How are the werewolves? Cheesy in a fun way. As in self-consciously old-fashioned, or perhaps just lavishly shabby. Many people now view “practical” effects with a touch of dread and nostalgia, even though there was a time when the latest wave of practical effects technology actually seemed as advanced as digital. That’s because a lot of those influences were great impractical.
No genre reveals this more than the werewolf film. The 1941 film “The Wolfman” stopped in its tracks during every scene transition, as if to say, “Forget the stupid story! Behold.” this!” That’s Lon Chaney Jr.’s face contorting itself in pain as more and more layers of hair appear on it, thanks to the magic of dissolving. The 1981 film “The Howling” heralded a new era of visual effects — those extended jaws and elongated limbs marking the first Big splash for Rob Bottin, the next-level effects expert who went on to design the creatures for director John Carpenter’s “The Thing.” And in “An American Werewolf in London,” when David Naughton stares at his transformed hand, the practical effects, in that moment, required To be digital.
But when you watch “Werewolves,” you look at the creatures of the title and wonder, “Are the visual effects evolving now?” The monsters are tall and impressively athletic, with devilish ears and movable noses that snap like miniature crocodile jaws.
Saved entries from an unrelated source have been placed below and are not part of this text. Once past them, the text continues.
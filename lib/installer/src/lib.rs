//! Mantra installation flows.
//!
//! [`MantraInstaller`] ties the credential provider, the installation store
//! and the lifecycle orchestrator together: it deploys a mantra's workflow
//! for one user, runs it with the user's credentials, and tears it down.

pub mod error;
pub mod installer;

pub use error::InstallError;
pub use installer::{InstallRequest, MantraInstaller};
These monsters move quickly and tear a large amount of flesh. But as designed by Alex Gillis and Tom Woodruff Jr., it also looks like it’s made of papier-mache with glued-on wigs. From some angles, they look how I imagine the wolf would look in a version of Little Red Riding Hood that the Winnie the Pooh: Blood and Honey folks made.
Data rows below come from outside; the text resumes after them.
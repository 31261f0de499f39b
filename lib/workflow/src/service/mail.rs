//! Gmail nodes.
//!
//! Supports `getAll`, `get` and `send`. Sending adds a preparation node that
//! builds the RFC 822 message and base64url-encodes it into `raw`.

use super::chain::{self, HttpCall, PathPart};
use super::{ServiceContext, ServiceKind};
use crate::document::Node;
use crate::error::NodeTransformError;
use serde_json::{Value, json};

const GMAIL_API_BASE: &str = "https://gmail.googleapis.com/gmail/v1/users/me";
const DEFAULT_MAX_RESULTS: &str = "100";

const MESSAGE_BUILDER_CODE: &str = r#"return items.map(item => {
  const pick = key => (defaults[key] !== null ? defaults[key] : item.json[key]);
  const headers = [`To: ${pick('sendTo')}`, `Subject: ${pick('subject') || ''}`];
  const cc = pick('ccList');
  if (cc) {
    headers.push(`Cc: ${cc}`);
  }
  headers.push('Content-Type: text/plain; charset="UTF-8"');
  const email = headers.join('\r\n') + '\r\n\r\n' + (pick('message') || '');
  const raw = Buffer.from(email).toString('base64')
    .replace(/\+/g, '-')
    .replace(/\//g, '_')
    .replace(/=+$/, '');
  return { json: { ...item.json, raw } };
});"#;

/// Expands a Gmail node.
///
/// # Errors
///
/// Returns `NodeTransformError::UnsupportedOperation` for any operation other
/// than `getAll`, `get` or `send`.
pub fn transform(node: &Node, ctx: &ServiceContext<'_>) -> Result<Vec<Node>, NodeTransformError> {
    let operation = node.text_parameter("operation").unwrap_or_default();
    let (call, prepare) = match operation.as_str() {
        "getAll" => (list_messages(node), None),
        "get" => (get_message(node), None),
        "send" => (send_message(), Some(message_builder(node))),
        _ => {
            return Err(NodeTransformError::UnsupportedOperation {
                service: ServiceKind::Mail.service_name().to_string(),
                operation,
            });
        }
    };
    Ok(chain::expand(node, ServiceKind::Mail, ctx, &call, prepare))
}

fn list_messages(node: &Node) -> HttpCall {
    let max_results = node
        .text_parameter("maxResults")
        .or_else(|| node.text_parameter("limit"))
        .unwrap_or_else(|| DEFAULT_MAX_RESULTS.to_string());
    let query = node
        .text_parameter("q")
        .or_else(|| node.nested_text_parameter("filters", "q"))
        .unwrap_or_default();
    HttpCall::get(format!("{GMAIL_API_BASE}/messages"))
        .query("maxResults", max_results)
        .query("q", query)
}

fn get_message(node: &Node) -> HttpCall {
    let url = chain::build_url(
        GMAIL_API_BASE,
        &[
            PathPart::Literal("messages".to_string()),
            PathPart::from_parameter(node, "messageId"),
        ],
        "",
    );
    HttpCall::get(url).query("format", "full")
}

fn send_message() -> HttpCall {
    HttpCall::post(format!("{GMAIL_API_BASE}/messages/send"))
        .json_body(json!("={{ JSON.stringify({ raw: $json.raw }) }}"))
}

/// Literal message fields are baked in; absent or expression-valued fields
/// are read from the input item at run time.
fn message_builder(node: &Node) -> Node {
    let literal = |value: Option<String>| match value {
        Some(v) if !v.starts_with('=') => Value::String(v),
        _ => Value::Null,
    };
    let defaults = json!({
        "sendTo": literal(node.text_parameter("sendTo")),
        "subject": literal(node.text_parameter("subject")),
        "message": literal(node.text_parameter("message")),
        "ccList": literal(node.nested_text_parameter("options", "ccList")),
    });
    let code = format!("const defaults = {defaults};\n{MESSAGE_BUILDER_CODE}");
    chain::prepare_node(node, "mime", "Create Email", code)
}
Grllo’s Dr. Wesley Marshall works at the CDC, who studies the werewolf phenomenon and is trying to devise an antidote to it, a substance called “moonscreen” that you apply by spraying it (yes!). There are human guinea pigs on hand, who look at the moon and transform, and naturally the experiment fails. But the “scientific” background to the laboratory panic recedes as soon as it appears.
Wesley, the caretaker of his late brother’s wife (Ilfenesh Khedira) and daughter (Camden Gary), ends up on the run with a colleague (Katrina Law), as “Werewolves” takes on the obvious form of a zombie movie: Who will be the next to turn into a werewolf? Slats are installed on the windows to keep the monsters outetc. One of the werewolves is Wesley’s neighbor, a vaunted survivor who prepares for the night of the supermoon by painting his face with red, white, and blue paint. He then turns into something like the first werewolf on January 6 (unless you count the QAnon Shaman).
The film is directed by Stephen C. Miller, who has one of the very niche independent B-movie cult followings; They appreciate his choppy movement prowess combined with his lack of pretension. But Miller isn’t exactly big on subtext. “Werewolves” has one of the most bombastic riffs I’ve ever heard, evoking aural clouds of death. The best part of the movie is the ending, when Grillo himself has to look at the moon to save his loved ones. Lon Chaney Jr. would howl his approval.